Thailand, dengan dominasi di Piala AFF dan prestasi klub-klubnya di level Asia, juga menunjukkan pentingnya fokus pada pengembangan pemain lokal. Sementara itu, Indonesia mulai merasakan dampak positif dari reformasi liga domestik dan peningkatan infrastruktur sepakbola.
B. Rekomendasi untuk Masa Depan
Untuk mengembalikan kejayaan sepakbola Singapura, perlu ada reformasi mendalam di berbagai aspek:
Penguatan Pembinaan Usia Dini: FAS harus mengalokasikan lebih banyak sumber daya untuk program pembinaan pemain muda. Akademi sepakbola harus dirancang agar lebih inklusif, kompetitif, dan berorientasi jangka panjang.

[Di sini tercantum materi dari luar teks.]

//! PID file management.
//!
//! One PID file per project, named by a hash of the project path, living
//! in the OS temp directory so stale workspaces cannot collide.

use crate::error::{CerberusError, Result};
use sha2::{Digest, Sha256};
use std::path::{Path, PathBuf};

/// `$TMPDIR/cerberus-<hash8>.pid` for the given project.
pub fn pid_file_path(project_path: &Path) -> PathBuf {
    let canonical = project_path
        .canonicalize()
        .unwrap_or_else(|_| project_path.to_path_buf());
    let digest = Sha256::digest(canonical.to_string_lossy().as_bytes());
    let hash: String = digest.iter().take(4).map(|b| format!("{b:02x}")).collect();
    std::env::temp_dir().join(format!("cerberus-{hash}.pid"))
}

pub fn write_pid_file(pid_file: &Path, pid: u32) -> Result<()> {
    std::fs::write(pid_file, pid.to_string()).map_err(|e| CerberusError::FileWrite {
        path: pid_file.to_path_buf(),
        source: e,
    })
}

pub fn read_pid_file(pid_file: &Path) -> Option<u32> {
    std::fs::read_to_string(pid_file)
        .ok()?
        .trim()
        .parse()
        .ok()
}

pub fn remove_pid_file(pid_file: &Path) {
    if let Err(e) = std::fs::remove_file(pid_file) {
        if e.kind() != std::io::ErrorKind::NotFound {
            tracing::warn!("could not remove pid file {}: {e}", pid_file.display());
        }
    }
}

/// Is the recorded process still alive?
pub fn process_alive(pid: u32) -> bool {
    #[cfg(target_os = "linux")]
    {
        Path::new(&format!("/proc/{pid}")).exists()
    }
    #[cfg(not(target_os = "linux"))]
    {
        // Conservative elsewhere: trust the pid file and let the health
        // probe decide.
        let _ = pid;
        true
    }
}

/// A live daemon per the pid file (the health probe is the real check).
pub fn daemon_pid_if_running(project_path: &Path) -> Option<u32> {
    let pid_file = pid_file_path(project_path);
    let pid = read_pid_file(&pid_file)?;
    if process_alive(pid) {
        Some(pid)
    } else {
        remove_pid_file(&pid_file);
        None
    }
}

#[cfg(test)]
mod tests {
    use super::*;
    use tempfile::TempDir;

    #[test]
    fn pid_path_is_stable_per_project() {
        let temp = TempDir::new().unwrap();
        let a = pid_file_path(temp.path());
        let b = pid_file_path(temp.path());
        assert_eq!(a, b);
        assert!(a.to_string_lossy().contains("cerberus-"));

        let other = TempDir::new().unwrap();
        assert_ne!(a, pid_file_path(other.path()));
    }

    #[test]
    fn pid_file_round_trip() {
        let temp = TempDir::new().unwrap();
        let pid_file = temp.path().join("test.pid");
        write_pid_file(&pid_file, 12345).unwrap();
        assert_eq!(read_pid_file(&pid_file), Some(12345));
        remove_pid_file(&pid_file);
        assert!(read_pid_file(&pid_file).is_none());
    }

    #[test]
    fn current_process_is_alive() {
        assert!(process_alive(std::process::id()));
    }
}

Revitalisasi Liga Domestik: Singapore Premier League harus direvitalisasi agar lebih menarik bagi pemain dan penonton. Penghapusan ketergantungan pada tim komunitas asing dan peningkatan daya saing antar klub lokal menjadi prioritas.
Investasi pada Pelatih Lokal: Memberikan pelatihan berkualitas kepada pelatih lokal akan membantu membangun fondasi yang kuat untuk pengembangan pemain.
Mengurangi Ketergantungan pada Naturalisasi: Kebijakan naturalisasi sebaiknya digunakan secara selektif dan hanya sebagai pelengkap, bukan solusi utama. Fokus utama tetap harus pada pengembangan pemain lokal.
Kemunduran sepakbola Singapura adalah cerminan dari kebijakan yang kurang terarah dan tidak berkelanjutan. Proyek naturalisasi yang awalnya menjanjikan kini justru memperburuk kondisi regenerasi pemain. Di sisi lain, kelemahan dalam pembinaan usia dini dan liga domestik yang kurang kompetitif semakin memperdalam krisis ini.
Singapura memiliki potensi untuk bangkit, tetapi hal ini membutuhkan komitmen yang kuat dari seluruh pemangku kepentingan---dari asosiasi sepakbola, pemerintah, hingga masyarakat. Dengan reformasi yang tepat, Singapura bukan hanya dapat kembali bersaing di Asia Tenggara, tetapi juga menjadi contoh bagi negara lain dalam pengelolaan sepakbola.